→ **Extracted records**
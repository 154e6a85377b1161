//! Reference table rows.

use serde::{Deserialize, Serialize};

use crate::{Gene, Phenotype};

/// Genotype used when a marker was not tested or the value is missing.
pub const NO_CALL: &str = "-/-";

/// Wild-type star allele.
pub const WILD_TYPE: &str = "*1";

/// One genetic marker test for a gene.
#[derive(Debug, Clone, PartialEq, Eq, Serialize, Deserialize)]
pub struct MarkerDefinition {
    pub gene: Gene,
    /// Key used to read the observed genotype (unique within a gene).
    pub column: String,
    /// Reference SNP identifier (e.g., "rs3918290").
    pub rsid: String,
    pub ref_allele: String,
    /// Variant allele; only the first token of a compound value such as
    /// "A/T" is the functional variant.
    pub var_allele: String,
    /// Star allele defined by the variant, possibly followed by descriptive
    /// text (e.g., "*2A (c.1905+1G>A)").
    pub star_allele: String,
    /// Valid genotype strings offered for selection.
    pub options: Vec<String>,
}

impl MarkerDefinition {
    /// Returns the significant star token, or `None` for empty and "-" values.
    pub fn star_token(&self) -> Option<&str> {
        self.star_allele
            .split_whitespace()
            .next()
            .filter(|token| *token != "-")
    }

    /// Returns the functional variant allele, or `None` for empty and "-" values.
    pub fn variant_token(&self) -> Option<&str> {
        self.var_allele
            .split(|c: char| c == '/' || c == ',' || c.is_whitespace())
            .find(|token| !token.is_empty())
            .filter(|token| *token != "-")
    }

    /// Returns true if `genotype` is one of the declared options.
    pub fn accepts(&self, genotype: &str) -> bool {
        self.options.iter().any(|option| option == genotype)
    }
}

/// CYP2D6 diplotype to phenotype summary, as published in the lookup table.
#[derive(Debug, Clone, PartialEq, Eq, Serialize, Deserialize)]
pub struct CypPhenotypeRow {
    /// Diplotype in "*X/*Y" form; lookup is order sensitive.
    pub diplotype: String,
    /// English summary label (e.g., "Intermediate Metabolizer").
    pub summary: String,
}

/// Long-form guideline text for a gene and phenotype.
#[derive(Debug, Clone, PartialEq, Eq, Serialize, Deserialize)]
pub struct RecommendationRow {
    pub gene: Gene,
    /// Phenotype label as written in the source table.
    pub phenotype: String,
    pub rec_text: String,
}

impl RecommendationRow {
    /// Returns the phenotype category this row applies to, if recognizable.
    pub fn category(&self) -> Option<Phenotype> {
        Phenotype::from_label(&self.phenotype)
    }
}
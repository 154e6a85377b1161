#![deny(unsafe_code)]

use std::path::Path;

use pgx_model::{Gene, MarkerDefinition};
use serde_json::Value;
use tracing::warn;

use crate::error::ReferenceError;
use crate::tables::{field, read_json, scalar};

/// Parse the marker table: a JSON object mapping gene symbol to a list of
/// marker rows with `column`, `rsid`, `ref`, `var`, `star` and `options`.
///
/// Genes the engine does not classify are skipped with a warning.
pub fn parse_markers_json(path: &Path) -> Result<Vec<MarkerDefinition>, ReferenceError> {
    let value = read_json(path)?;
    let Value::Object(by_gene) = value else {
        return Err(ReferenceError::invalid_table(
            path,
            "expected an object keyed by gene",
        ));
    };

    let mut markers = Vec::new();
    for (gene_key, rows) in &by_gene {
        let gene = match gene_key.parse::<Gene>() {
            Ok(gene) => gene,
            Err(_) => {
                warn!(gene = %gene_key, path = %path.display(), "skipping markers for unsupported gene");
                continue;
            }
        };
        let Value::Array(rows) = rows else {
            return Err(ReferenceError::invalid_table(
                path,
                format!("markers for {gene_key} must be a list"),
            ));
        };
        for (idx, row) in rows.iter().enumerate() {
            let Value::Object(row) = row else {
                return Err(ReferenceError::invalid_table(
                    path,
                    format!("{gene_key} marker {idx} is not an object"),
                ));
            };
            let column = field(row, "column");
            if column.is_empty() {
                return Err(ReferenceError::invalid_table(
                    path,
                    format!("{gene_key} marker {idx} has no column"),
                ));
            }
            let options = match row.get("options") {
                Some(Value::Array(items)) => items
                    .iter()
                    .map(scalar)
                    .filter(|option| !option.is_empty())
                    .collect(),
                Some(Value::Null) | None => Vec::new(),
                Some(_) => {
                    return Err(ReferenceError::invalid_table(
                        path,
                        format!("options of {column} must be a list"),
                    ));
                }
            };
            markers.push(MarkerDefinition {
                gene,
                column,
                rsid: field(row, "rsid"),
                ref_allele: field(row, "ref"),
                var_allele: field(row, "var"),
                star_allele: field(row, "star"),
                options,
            });
        }
    }
    Ok(markers)
}

/// Parse the selectable CYP2D6 star list (a JSON array of labels).
pub fn parse_star_list_json(path: &Path) -> Result<Vec<String>, ReferenceError> {
    let value = read_json(path)?;
    let Value::Array(items) = value else {
        return Err(ReferenceError::invalid_table(path, "expected a JSON array"));
    };
    Ok(items
        .iter()
        .map(scalar)
        .filter(|star| !star.is_empty())
        .collect())
}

→ **How to complete this task**
Show all lines in the records above that hold "None".

→ **Solution to the problem**
    /// Returns the significant star token, or `None` for empty and "-" values.
    /// Returns the functional variant allele, or `None` for empty and "-" values.
                Some(Value::Null) | None => Vec::new(),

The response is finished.